Regex matching in a Bash if statement

Atomiklan picture Atomiklan · Sep 10, 2013 · Viewed 283.2k times · Source

What did I do wrong here?

Trying to match any string that contains spaces, lowercase, uppercase, or numbers. Special characters would be nice too, but I think that requires escaping certain characters.

TEST="THIS is a TEST title with some numbers 12345 and special char *&^%$#"

if [[ "$TEST" =~ [^a-zA-Z0-9\ ] ]]; then BLAH; fi

This obviously only tests for upper, lower, numbers, and spaces. Doesn't work though.

* UPDATE *

I guess I should have been more specific. Here is the actual real line of code.

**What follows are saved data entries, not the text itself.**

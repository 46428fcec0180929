//! Address bookkeeping for the dump session.
//!
//! Every decoded line goes through [`DumpCursor::admit`], which enforces that
//! lines follow each other by exactly 16 bytes and decides whether the line is
//! part of the requested range.

use crate::{error::DumpError, md_line::BYTES_PER_LINE, settings::DiscardPolicy};

const LINE_SPAN: u64 = BYTES_PER_LINE as u64;

// =============================================================================
// Public Interface
// =============================================================================

/// The outcome of admitting a line into the cursor.
#[derive(Debug, Clone, Copy, Eq, PartialEq)]
pub enum Admission {
    /// The line is in range and must be stored.
    Accept,
    /// The line is below the start address and must be dropped.
    Discard,
    /// The line is past the end address; the dump is finished.
    Beyond,
}

#[derive(Debug, Clone)]
pub struct DumpCursor {
    start_address: u64,
    end_address: u64,
    last_accepted: Option<u64>,
    /// The line the next one must follow, if any.
    reference: Option<u64>,
    finished: bool,
    policy: DiscardPolicy,
}

impl DumpCursor {
    pub fn new(start_address: u64, end_address: u64, policy: DiscardPolicy) -> Self {
        DumpCursor {
            start_address,
            end_address,
            last_accepted: None,
            reference: None,
            finished: false,
            policy,
        }
    }

    /// Address of the most recently accepted line, `None` before any line is
    /// accepted.
    pub fn last_accepted_address(&self) -> Option<u64> {
        self.last_accepted
    }

    pub fn is_finished(&self) -> bool {
        self.finished
    }

    /// Address where a new `md` command must start to continue the dump.
    pub fn resume_address(&self) -> u64 {
        self.last_accepted
            .map_or(self.start_address, |address| address + LINE_SPAN)
    }

    /// Prepare for a new `md` command and return its start address.
    ///
    /// The device restarts its output at the resume address, so continuity is
    /// checked from the last accepted line again.
    pub fn begin_command(&mut self) -> u64 {
        self.reference = self.last_accepted;
        self.resume_address()
    }

    /// Check `address` against the previous line and classify it.
    pub fn admit(&mut self, address: u64) -> Result<Admission, DumpError> {
        match self.reference {
            Some(previous) if address != previous + LINE_SPAN => {
                return Err(DumpError::Continuity {
                    expected: previous + LINE_SPAN,
                    found: address,
                });
            }
            // Lines preceding the range are tolerated until the first one
            // inside it, which must be the start address.
            None if address >= self.start_address && address != self.start_address => {
                return Err(DumpError::Continuity {
                    expected: self.start_address,
                    found: address,
                });
            }
            _ => {}
        }

        if address > self.end_address {
            self.finished = true;
            return Ok(Admission::Beyond);
        }

        if address < self.start_address {
            if self.policy == DiscardPolicy::AdvanceOnDiscard {
                self.reference = Some(address);
            }
            return Ok(Admission::Discard);
        }

        self.last_accepted = Some(address);
        self.reference = Some(address);
        if address >= self.end_address {
            self.finished = true;
        }
        Ok(Admission::Accept)
    }
}

// =============================================================================
// Unit Tests
// =============================================================================

#[test]
fn accepts_contiguous_lines_until_end() {
    let mut cursor = DumpCursor::new(0x1000, 0x1020, DiscardPolicy::AdvanceOnDiscard);
    assert_eq!(cursor.last_accepted_address(), None);
    assert_eq!(cursor.resume_address(), 0x1000);

    assert_eq!(cursor.admit(0x1000).unwrap(), Admission::Accept);
    assert_eq!(cursor.admit(0x1010).unwrap(), Admission::Accept);
    assert!(!cursor.is_finished());
    assert_eq!(cursor.admit(0x1020).unwrap(), Admission::Accept);
    assert!(cursor.is_finished());
    assert_eq!(cursor.last_accepted_address(), Some(0x1020));
}

#[test]
fn line_past_end_is_not_accepted() {
    let mut cursor = DumpCursor::new(0x1000, 0x1010, DiscardPolicy::AdvanceOnDiscard);
    cursor.admit(0x1000).unwrap();
    cursor.admit(0x1010).unwrap();
    assert_eq!(cursor.admit(0x1020).unwrap(), Admission::Beyond);
    assert!(cursor.is_finished());
    assert_eq!(cursor.last_accepted_address(), Some(0x1010));
}

#[test]
fn first_line_must_be_start_address() {
    let mut cursor = DumpCursor::new(0x1000, 0x1020, DiscardPolicy::AdvanceOnDiscard);
    match cursor.admit(0x1010) {
        Err(DumpError::Continuity { expected, found }) => {
            assert_eq!(expected, 0x1000);
            assert_eq!(found, 0x1010);
        }
        other => panic!("unexpected result {:?}", other),
    }
}

#[test]
fn gap_and_duplicate_are_rejected() {
    let mut cursor = DumpCursor::new(0x1000, 0x1100, DiscardPolicy::AdvanceOnDiscard);
    cursor.admit(0x1000).unwrap();
    assert!(matches!(
        cursor.admit(0x1020),
        Err(DumpError::Continuity {
            expected: 0x1010,
            found: 0x1020
        })
    ));
    assert!(matches!(
        cursor.admit(0x1000),
        Err(DumpError::Continuity {
            expected: 0x1010,
            found: 0x1000
        })
    ));
}

#[test]
fn discard_advances_reference_by_default() {
    let mut cursor = DumpCursor::new(0x1000, 0x1020, DiscardPolicy::AdvanceOnDiscard);
    assert_eq!(cursor.admit(0x0fc0).unwrap(), Admission::Discard);
    assert!(matches!(
        cursor.admit(0x0ff0),
        Err(DumpError::Continuity {
            expected: 0x0fd0,
            found: 0x0ff0
        })
    ));
    assert_eq!(cursor.last_accepted_address(), None);
}

#[test]
fn discard_keeps_reference_when_advancing_on_accept() {
    let mut cursor = DumpCursor::new(0x1000, 0x1020, DiscardPolicy::AdvanceOnAccept);
    assert_eq!(cursor.admit(0x0fc0).unwrap(), Admission::Discard);
    assert_eq!(cursor.admit(0x0ff0).unwrap(), Admission::Discard);
    assert_eq!(cursor.admit(0x1000).unwrap(), Admission::Accept);
    assert_eq!(cursor.resume_address(), 0x1010);
}

#[test]
fn begin_command_rebases_on_last_accepted() {
    let mut cursor = DumpCursor::new(0x1000, 0x1020, DiscardPolicy::AdvanceOnDiscard);
    cursor.admit(0x0ff0).unwrap();
    assert_eq!(cursor.begin_command(), 0x1000);
    assert_eq!(cursor.admit(0x1000).unwrap(), Admission::Accept);
    assert_eq!(cursor.begin_command(), 0x1010);
    assert_eq!(cursor.admit(0x1010).unwrap(), Admission::Accept);
}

if [[ "$TITLE" =~ [^a-zA-Z0-9\ ] ]]; then RETURN="FAIL" && ERROR="ERROR: Title can only contain upper and lowercase letters, numbers, and spaces!"; fi

* UPDATE *

./anm.sh: line 265: syntax error in conditional expression
./anm.sh: line 265: syntax error near `&*#]'
./anm.sh: line 265: `  if [[ ! "$TITLE" =~ [a-zA-Z0-9 $%^\&*#] ]]; then RETURN="FAIL" && ERROR="ERROR: Title can only contain upper and lowercase letters, numbers, and spaces!"; return; fi'

Answer

rici picture rici · Sep 10, 2013

There are a couple of important things to know about bash's [[ ]] construction. The first:

Word splitting and pathname expansion are not performed on the words between the [[ and ]]; tilde expansion, parameter and variable expansion, arithmetic expansion, command substitution, process substitution, and quote removal are performed.

The second thing:

An additional binary operator, ‘=~’, is available,... the string to the right of the operator is considered an extended regular expression and matched accordingly... Any part of the pattern may be quoted to force it to be matched as a string.

Consequently, $v on either side of the =~ will be expanded to the value of that variable, but the result will not be word-split or pathname-expanded. In other words, it's perfectly safe to leave variable expansions unquoted on the left-hand side, but you need to know that variable expansions will happen on the right-hand side.

So if you write: [[ $x =~ [$0-9a-zA-Z] ]], the $0 inside the regex on the right will be expanded before the regex is interpreted, which will probably cause the regex to fail to compile (unless the expansion of $0 ends with a digit or punctuation symbol whose ascii value is less than a digit). If you quote the right-hand side like-so [[ $x =~ "[$0-9a-zA-Z]" ]], then the right-hand side will be treated as an ordinary string, not a regex (and $0 will still be expanded). What you really want in this case is [[ $x =~ [\$0-9a-zA-Z] ]]

Similarly, the expression between the [[ and ]] is split into words before the regex is interpreted. So spaces in the regex need to be escaped or quoted. If you wanted to match letters, digits or spaces you could use: [[ $x =~ [0-9a-zA-Z\ ] ]]. Other characters similarly need to be escaped, like #, which would start a comment if not quoted. Of course, you can put the pattern into a variable:

pat="[0-9a-zA-Z ]"
if [[ $x =~ $pat ]]; then ...

For regexes which contain lots of characters which would need to be escaped or quoted to pass through bash's lexer, many people prefer this style. But beware: In this case, you cannot quote the variable expansion:

# This doesn't work:
if [[ $x =~ "$pat" ]]; then ...

Finally, I think what you are trying to do is to verify that the variable only contains valid characters. The easiest way to do this check is to make sure that it does not contain an invalid character. In other words, an expression like this:

valid='0-9a-zA-Z $%&#' # add almost whatever else you want to allow to the list
if [[ ! $x =~ [^$valid] ]]; then ...

! negates the test, turning it into a "does not match" operator, and a [^...] regex character class means "any character other than ...".

The combination of parameter expansion and regex operators can make bash regular expression syntax "almost readable", but there are still some gotchas. (Aren't there always?) One is that you could not put ] into $valid, even if $valid were quoted, except at the very beginning. (That's a Posix regex rule: if you want to include ] in a character class, it needs to go at the beginning. - can go at the beginning or the end, so if you need both ] and -, you need to start with ] and end with -, leading to the regex "I know what I'm doing" emoticon: [][-])